Electro-Harmonix (or EHX) is an American company founded by Mike Matthews in 1968 to produce effects pedals for electric guitar and bass. Located in New York City, Electro-Harmonix became an early pioneer in effects pedal design and developed multiple affordable and influential models throughout the late 1960s and 1970s, including the Big Muff fuzz, Small Stone phaser, Memory Man delay, and Electric Mistress flanger. Notable users have included Jimi Hendrix, Carlos Santana, Adrian Belew, Steve Howe, Jimmy Page, and Andy Summers. EHX closed in 1984 due to financial struggles, with Matthews founding the New Sensor Corporation to pursue business ventures in Russia under the brand name Sovtek. Sovtek's success selling vacuum tubes for guitar amplifiers and audio systems allowed Matthews to recover the Electro-Harmonix brand from bankruptcy, and throughout the 1990s Sovtek manufactured Electro-Harmonix pedals in Russia. Production returned to the United States in 2000, with the brand releasing both new models and reissues of many of its classic designs.

== History ==
=== Mike Matthews ===
As a child, Mike Matthews was taught to play classical piano by his mother, but by 11th grade he had become more interested in playing boogie-woogie and soon after rock and roll. Matthews later enrolled in Cornell University, where an all-black R&B group inspired him to play keyboards in a funkier style of music like Wilson Pickett and the Isley Brothers. Matthews made money during this time by promoting rock and roll concerts and noticed the growing prominence of electric guitar players on the nearby New York City music scene. Seeing an opportunity, Matthews took a job offer from IBM in New York City to stay connected to the city's music scene and eventually start his own business.
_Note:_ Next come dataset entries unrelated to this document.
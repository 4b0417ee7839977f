//! Configuration management

use crate::Result;
use serde::{Deserialize, Serialize};
use std::collections::HashMap;
use std::path::Path;

/// Server configuration
#[derive(Debug, Clone, Serialize, Deserialize, Default)]
pub struct Config {
    /// Server identity
    #[serde(default)]
    pub server: ServerConfig,
    /// Client listener settings
    #[serde(default)]
    pub listen: ListenConfig,
    /// DNS resolver settings
    #[serde(default)]
    pub dns: DnsConfig,
    /// Operator accounts
    #[serde(default)]
    pub operators: Vec<OperatorConfig>,
    /// Module configuration blocks
    #[serde(default, rename = "module")]
    pub modules: Vec<ModuleBlock>,
}

/// Server identity configuration
#[derive(Debug, Clone, Serialize, Deserialize)]
pub struct ServerConfig {
    /// Server name presented to clients
    pub name: String,
    /// Server description
    pub description: String,
    /// Network name
    pub network: String,
    /// Creation date string shown in RPL_CREATED
    pub created: String,
}

impl Default for ServerConfig {
    fn default() -> Self {
        Self {
            name: "irc.example.net".to_string(),
            description: "ferricd IRC server".to_string(),
            network: "ExampleNet".to_string(),
            created: "2026-01-01".to_string(),
        }
    }
}

/// Client listener configuration
#[derive(Debug, Clone, Serialize, Deserialize)]
pub struct ListenConfig {
    /// Bind address for the client listener
    pub address: String,
    /// Maximum bytes buffered for one client before messages drop
    pub sendq_max: usize,
    /// Maximum bytes of unparsed input buffered for one client
    pub recvq_max: usize,
}

impl Default for ListenConfig {
    fn default() -> Self {
        Self {
            address: "127.0.0.1:6667".to_string(),
            sendq_max: 256 * 1024,
            recvq_max: 4 * 1024,
        }
    }
}

/// DNS resolver configuration
#[derive(Debug, Clone, Serialize, Deserialize)]
pub struct DnsConfig {
    /// Whether lookups are performed at all
    pub enabled: bool,
    /// Nameserver address
    pub server: String,
    /// Nameserver port
    pub port: u16,
    /// Seconds before an unanswered request times out
    pub timeout_secs: u64,
    /// Accept replies from any source (required for IPv4-mapped IPv6
    /// nameserver addresses, where the source check cannot work)
    pub ip6munge: bool,
}

impl Default for DnsConfig {
    fn default() -> Self {
        Self {
            enabled: true,
            server: "127.0.0.1".to_string(),
            port: 53,
            timeout_secs: 5,
            ip6munge: false,
        }
    }
}

/// One operator account
#[derive(Debug, Clone, Serialize, Deserialize)]
pub struct OperatorConfig {
    /// Login name for OPER
    pub name: String,
    /// Password for OPER
    pub password: String,
}

/// One module block with free-form settings
#[derive(Debug, Clone, Serialize, Deserialize)]
pub struct ModuleBlock {
    /// Module name
    pub name: String,
    /// Module-specific settings
    #[serde(default)]
    pub settings: HashMap<String, String>,
}

impl Config {
    /// Load configuration from a TOML file
    pub fn from_file(path: impl AsRef<Path>) -> Result<Self> {
        let content = std::fs::read_to_string(path)?;
        let config: Config = toml::from_str(&content)?;
        config.validate()?;
        Ok(config)
    }

    /// Serialize the configuration to TOML
    pub fn to_toml(&self) -> Result<String> {
        toml::to_string_pretty(self)
            .map_err(|e| crate::Error::Config(format!("failed to serialize config: {}", e)))
    }

    /// Basic sanity checks
    pub fn validate(&self) -> Result<()> {
        if self.server.name.is_empty() {
            return Err(crate::Error::Config("server.name must not be empty".to_string()));
        }
        if self.dns.enabled && self.dns.server.parse::<std::net::IpAddr>().is_err() {
            return Err(crate::Error::Config(format!(
                "dns.server is not a valid IP address: {}",
                self.dns.server
            )));
        }
        if self.dns.timeout_secs == 0 {
            return Err(crate::Error::Config(
                "dns.timeout_secs must be at least 1".to_string(),
            ));
        }
        Ok(())
    }

    /// Look up a module block by name
    pub fn module_block(&self, name: &str) -> Option<&ModuleBlock> {
        self.modules.iter().find(|block| block.name == name)
    }
}

#[cfg(test)]
mod tests {
    use super::*;

    #[test]
    fn defaults_validate() {
        let config = Config::default();
        assert!(config.validate().is_ok());
        assert_eq!(config.dns.port, 53);
        assert_eq!(config.dns.timeout_secs, 5);
        assert!(!config.dns.ip6munge);
    }

    #[test]
    fn parses_module_blocks() {
        let config: Config = toml::from_str(
            r#"
            [server]
            name = "irc.test.net"
            description = "test"
            network = "TestNet"
            created = "2026-01-01"

            [dns]
            enabled = true
            server = "192.0.2.53"
            port = 5353
            timeout_secs = 2
            ip6munge = false

            [[module]]
            name = "away"
            settings = { max-length = "200" }
        "#,
        )
        .unwrap();
        assert!(config.validate().is_ok());
        assert_eq!(config.dns.port, 5353);
        let block = config.module_block("away").unwrap();
        assert_eq!(block.settings["max-length"], "200");
        assert!(config.module_block("missing").is_none());
    }

    #[test]
    fn rejects_bad_nameserver() {
        let mut config = Config::default();
        config.dns.server = "not-an-ip".to_string();
        assert!(config.validate().is_err());
    }

    #[test]
    fn config_roundtrips_through_toml() {
        let config = Config::default();
        let rendered = config.to_toml().unwrap();
        let reparsed: Config = toml::from_str(&rendered).unwrap();
        assert_eq!(reparsed.server.name, config.server.name);
        assert_eq!(reparsed.dns.port, config.dns.port);
    }
}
By this time, the Rolling Stones had scored a hit with "(I Can't Get No) Satisfaction", and Maestro was struggling to keep up with demand for their Fuzz-Tone pedal Keith Richards had used on the song's main riff. The owner of a local repair shop offered to go into business with Matthews producing fuzz pedals of their own only to drop out, leaving Matthews to contract out the work. Guild Guitar Company bought all of Matthews' stock and marketed the pedals as the Foxey Lady, in reference to the Jimi Hendrix Experience song "Foxy Lady". Matthews, however, understood one of the keys to Hendrix's sound was the sustain he created with finger vibrato, so he asked inventor Bob Myer of Bell Labs to design a "sustainer" effect pedal that would not produce distortion. When Matthews went to Myer's lab, he was instead impressed with the small, single-transistor preamp that Myer was using to test prototypes. This preamp went into overdrive when pushed, even into a clean amplifier, and Matthews opted to pursue this as a product instead.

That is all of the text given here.